John Giannatos: I have been in the business approximately twenty years. I used to work as a freelancer in a lot of countries. In 2010, because I'm Greek, I had to take a decision to stay in Greece, and so I studied which industry I want to focus on, and from the official European statistics organization, Eurostat, I found data that accommodation was the king of ecommerce.

The tourism industry in Greece is the biggest part of the economy, with maybe twenty percent of the GDP. I decided to enter the hotel industry and found out that it was a bit behind compared to what I used to do in Europe and the US, and the first thing that I found out was that hoteliers often spend their marketing budget without understanding the ROI. They didn't know the efficiency of the money they spend.

The first thing I did was designing a tool to track inbound links: a tool called ROI Manager. From that we could know how many bookings you had from an inbound link and the booking data.

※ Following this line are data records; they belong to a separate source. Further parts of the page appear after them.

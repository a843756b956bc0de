//! Object model: property storage, descriptors and object kinds
//!
//! Indexed properties live in an ordered map so own-key enumeration visits
//! them in ascending order; named properties (strings, symbols, internal
//! slots) live in an insertion-ordered map so enumeration follows definition
//! order.

use std::collections::BTreeMap;
use std::fmt;
use std::rc::Rc;

use indexmap::IndexMap;
use rustc_hash::FxBuildHasher;

use crate::builtins::NativeArgs;
use crate::error::JsResult;
use crate::gc::{ObjectId, Traceable};
use crate::module::ModuleId;
use crate::runtime::Runtime;
use crate::value::{JsString, JsValue, PropertyKey};

/// Attribute bits of a stored property
#[derive(Debug, Clone, Copy, PartialEq, Eq)]
pub struct PropertyFlags {
    pub writable: bool,
    pub enumerable: bool,
    pub configurable: bool,
}

impl PropertyFlags {
    /// Flags for a property created by ordinary assignment
    pub const fn default_new() -> Self {
        Self {
            writable: true,
            enumerable: true,
            configurable: true,
        }
    }

    /// Enumerable but neither writable nor configurable
    pub const fn frozen_element() -> Self {
        Self {
            writable: false,
            enumerable: true,
            configurable: false,
        }
    }

    /// Not writable, not enumerable, not configurable
    pub const fn constant() -> Self {
        Self {
            writable: false,
            enumerable: false,
            configurable: false,
        }
    }

    /// Writable and configurable, but hidden from enumeration
    pub const fn hidden() -> Self {
        Self {
            writable: true,
            enumerable: false,
            configurable: true,
        }
    }
}

/// What a property holds
#[derive(Debug, Clone)]
pub enum PropertySlot {
    Data(JsValue),
    Accessor { getter: JsValue, setter: JsValue },
}

/// A stored own property
#[derive(Debug, Clone)]
pub struct Property {
    pub slot: PropertySlot,
    pub flags: PropertyFlags,
}

impl Property {
    pub fn data(value: JsValue, flags: PropertyFlags) -> Self {
        Self {
            slot: PropertySlot::Data(value),
            flags,
        }
    }

    pub fn is_accessor(&self) -> bool {
        matches!(self.slot, PropertySlot::Accessor { .. })
    }

    /// The stored value of a data property
    pub fn value(&self) -> Option<&JsValue> {
        match &self.slot {
            PropertySlot::Data(value) => Some(value),
            PropertySlot::Accessor { .. } => None,
        }
    }
}

/// A (possibly partial) property descriptor passed to `define_own_property`.
///
/// Absent fields keep the current attribute of an existing property and
/// default to `false`/`undefined` for a new one.
#[derive(Debug, Clone, Default)]
pub struct PropertyDescriptor {
    pub value: Option<JsValue>,
    pub getter: Option<JsValue>,
    pub setter: Option<JsValue>,
    pub writable: Option<bool>,
    pub enumerable: Option<bool>,
    pub configurable: Option<bool>,
}

impl PropertyDescriptor {
    /// Data property with the default new-property policy: writable,
    /// enumerable and configurable.
    pub fn data(value: JsValue) -> Self {
        Self::with_flags(value, PropertyFlags::default_new())
    }

    /// Complete data descriptor
    pub fn with_flags(value: JsValue, flags: PropertyFlags) -> Self {
        Self {
            value: Some(value),
            getter: None,
            setter: None,
            writable: Some(flags.writable),
            enumerable: Some(flags.enumerable),
            configurable: Some(flags.configurable),
        }
    }

    /// Complete accessor descriptor
    pub fn accessor(getter: JsValue, setter: JsValue, enumerable: bool, configurable: bool) -> Self {
        Self {
            value: None,
            getter: Some(getter),
            setter: Some(setter),
            writable: None,
            enumerable: Some(enumerable),
            configurable: Some(configurable),
        }
    }

    /// Make an existing property non-writable and non-configurable, leaving
    /// its value and enumerability alone
    pub fn read_only() -> Self {
        Self {
            writable: Some(false),
            configurable: Some(false),
            ..Self::default()
        }
    }

    pub fn configurable(mut self, configurable: bool) -> Self {
        self.configurable = Some(configurable);
        self
    }

    pub fn is_accessor(&self) -> bool {
        self.getter.is_some() || self.setter.is_some()
    }
}

/// Options for property operations that can be rejected
#[derive(Debug, Clone, Copy, Default, PartialEq, Eq)]
pub struct PropOpFlags {
    /// Raise a TypeError instead of returning `false` on rejection
    pub throw_on_error: bool,
}

impl PropOpFlags {
    pub const THROW: PropOpFlags = PropOpFlags {
        throw_on_error: true,
    };
    pub const SILENT: PropOpFlags = PropOpFlags {
        throw_on_error: false,
    };
}

/// Native function signature shared by every built-in
pub type NativeFn = fn(&mut Runtime, &NativeArgs) -> JsResult<JsValue>;

/// Function body implemented by a Rust closure
pub type HostFn = Rc<dyn Fn(&mut Runtime, &NativeArgs) -> JsResult<JsValue>>;

/// How a function object runs
#[derive(Clone)]
pub enum FunctionKind {
    /// A built-in operation
    Native { func: NativeFn, arity: u8 },
    /// An embedder-provided closure with no owning module
    Host(HostFn),
    /// Compiled code belonging to a module
    Code { module: ModuleId, body: HostFn },
}

/// Internal state of an executing generator function
#[derive(Debug, Clone, Default)]
pub struct GeneratorActivation {
    /// Set by `yield*` so the next resume forwards throw/return to the inner iterator
    pub delegated: bool,
}

/// Function exotic object data
#[derive(Clone)]
pub struct FunctionData {
    pub name: JsString,
    pub kind: FunctionKind,
    pub is_constructor: bool,
    /// Present for generator activations
    pub generator: Option<GeneratorActivation>,
}

impl FunctionData {
    /// Module owning the function's code, if it is compiled code
    pub fn module(&self) -> Option<ModuleId> {
        match &self.kind {
            FunctionKind::Code { module, .. } => Some(*module),
            FunctionKind::Native { .. } | FunctionKind::Host(_) => None,
        }
    }
}

impl fmt::Debug for FunctionData {
    fn fmt(&self, f: &mut fmt::Formatter<'_>) -> fmt::Result {
        let kind = match &self.kind {
            FunctionKind::Native { .. } => "native",
            FunctionKind::Host(_) => "host",
            FunctionKind::Code { .. } => "code",
        };
        f.debug_struct("FunctionData")
            .field("name", &self.name)
            .field("kind", &kind)
            .field("generator", &self.generator)
            .finish()
    }
}

/// Exotic object behavior
#[derive(Debug, Clone, Default)]
pub enum ObjectKind {
    #[default]
    Ordinary,
    /// Array exotic object; `length` is virtual and always non-configurable
    Array { length: u32, length_writable: bool },
    Function(Box<FunctionData>),
    /// %ArrayIteratorPrototype% instance over any array-like
    ArrayIterator {
        target: ObjectId,
        next_index: u32,
        done: bool,
    },
    /// %StringIteratorPrototype% instance, position in bytes
    StringIterator { string: JsString, position: usize },
}

/// A JavaScript object
#[derive(Debug, Clone, Default)]
pub struct JsObject {
    pub prototype: Option<ObjectId>,
    pub extensible: bool,
    /// Indexed properties, ascending
    pub elements: BTreeMap<u32, Property>,
    /// Named properties in definition order
    pub properties: IndexMap<PropertyKey, Property, FxBuildHasher>,
    pub kind: ObjectKind,
}

impl JsObject {
    pub fn with_prototype(prototype: Option<ObjectId>) -> Self {
        Self {
            prototype,
            extensible: true,
            ..Self::default()
        }
    }

    pub fn array(prototype: Option<ObjectId>, length: u32) -> Self {
        Self {
            kind: ObjectKind::Array {
                length,
                length_writable: true,
            },
            ..Self::with_prototype(prototype)
        }
    }

    pub fn is_array(&self) -> bool {
        matches!(self.kind, ObjectKind::Array { .. })
    }

    pub fn is_callable(&self) -> bool {
        matches!(self.kind, ObjectKind::Function(_))
    }

    pub fn function(&self) -> Option<&FunctionData> {
        match &self.kind {
            ObjectKind::Function(data) => Some(data),
            _ => None,
        }
    }

    pub fn function_mut(&mut self) -> Option<&mut FunctionData> {
        match &mut self.kind {
            ObjectKind::Function(data) => Some(data),
            _ => None,
        }
    }

    /// Own property stored in element or named storage (not the virtual array `length`)
    pub fn stored_property(&self, key: &PropertyKey) -> Option<&Property> {
        match key {
            PropertyKey::Index(i) => self.elements.get(i),
            _ => self.properties.get(key),
        }
    }

    pub fn stored_property_mut(&mut self, key: &PropertyKey) -> Option<&mut Property> {
        match key {
            PropertyKey::Index(i) => self.elements.get_mut(i),
            _ => self.properties.get_mut(key),
        }
    }

    pub fn insert_property(&mut self, key: PropertyKey, property: Property) {
        match key {
            PropertyKey::Index(i) => {
                self.elements.insert(i, property);
            }
            key => {
                self.properties.insert(key, property);
            }
        }
    }

    /// Remove an own property, keeping the definition order of the rest
    pub fn remove_property(&mut self, key: &PropertyKey) -> Option<Property> {
        match key {
            PropertyKey::Index(i) => self.elements.remove(i),
            _ => self.properties.shift_remove(key),
        }
    }
}

impl Traceable for JsObject {
    fn trace(&self, visitor: &mut dyn FnMut(ObjectId)) {
        if let Some(proto) = self.prototype {
            visitor(proto);
        }
        for property in self.elements.values().chain(self.properties.values()) {
            match &property.slot {
                PropertySlot::Data(value) => value.trace(visitor),
                PropertySlot::Accessor { getter, setter } => {
                    getter.trace(visitor);
                    setter.trace(visitor);
                }
            }
        }
        if let ObjectKind::ArrayIterator { target, .. } = &self.kind {
            visitor(*target);
        }
    }
}

/// Object classes accepted by `NativeArgs::dyncast_arg`
pub trait ObjectClass {
    fn is_instance(object: &JsObject) -> bool;
}

/// Any object
pub struct AnyObject;

/// Array exotic objects
pub struct ArrayObject;

/// Objects with a [[Call]] slot
pub struct CallableObject;

impl ObjectClass for AnyObject {
    fn is_instance(_object: &JsObject) -> bool {
        true
    }
}

impl ObjectClass for ArrayObject {
    fn is_instance(object: &JsObject) -> bool {
        object.is_array()
    }
}

impl ObjectClass for CallableObject {
    fn is_instance(object: &JsObject) -> bool {
        object.is_callable()
    }
}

Now we provide advertising services with most known platforms and social media advertising. We also handle their online presence on social media, and of course we provide online consulting services and we try to improve the general digital image of the hotelier.

What are some examples of Big Data sources that you use to influence your marketing strategies?

We have a very close cooperation with Google Ireland, so when it comes to big clients sometimes we ask them to give us information which is not available to the public. For example we had last year an airline company which was going to fly from Athens to New York and Toronto. Google found out that if the plane make a stop in Budapest the plane could fill more to capacity, because they found out from this data that there was a demand of flights to New York from Budapest (I think it was a Hungary company that closed). That's just one example.

Do you think most of the hotels you work with understand the value of looking at data and using that to make better decisions?

The hotel groups generally do, because they have a corporate way of thinking. But the individual hotels – and keep in mind that in Greece it's 99% individual hotels – they are very small, family-owned companies. Greece has nine thousand hotels, forty-five thousand properties in total, but only eighteen groups, and when we say groups we mean from ten to twenty hotels. And those smaller hotel groups or individual hotels have more challenges.

“99% of the industry knows that data is valuable but they don't understand it.”

Why do you think some hoteliers are sometimes intimidated by working with lots of data?

I think you can trace this problem back through the history of hospitality. Since the hotel industry started two thousand years ago, the hotelier never had any connection with the marketing. Someone else used to make marketing. And now in the last fifteen years, because of technology and the internet, the hotelier has the challenge to do the marketing themselves.

So when you can show an ROI, then you can first increase the budget, and secondly get something from this budget for other purposes like exposure, impressions, brand awareness, et cetera. This is I think the future for our industry.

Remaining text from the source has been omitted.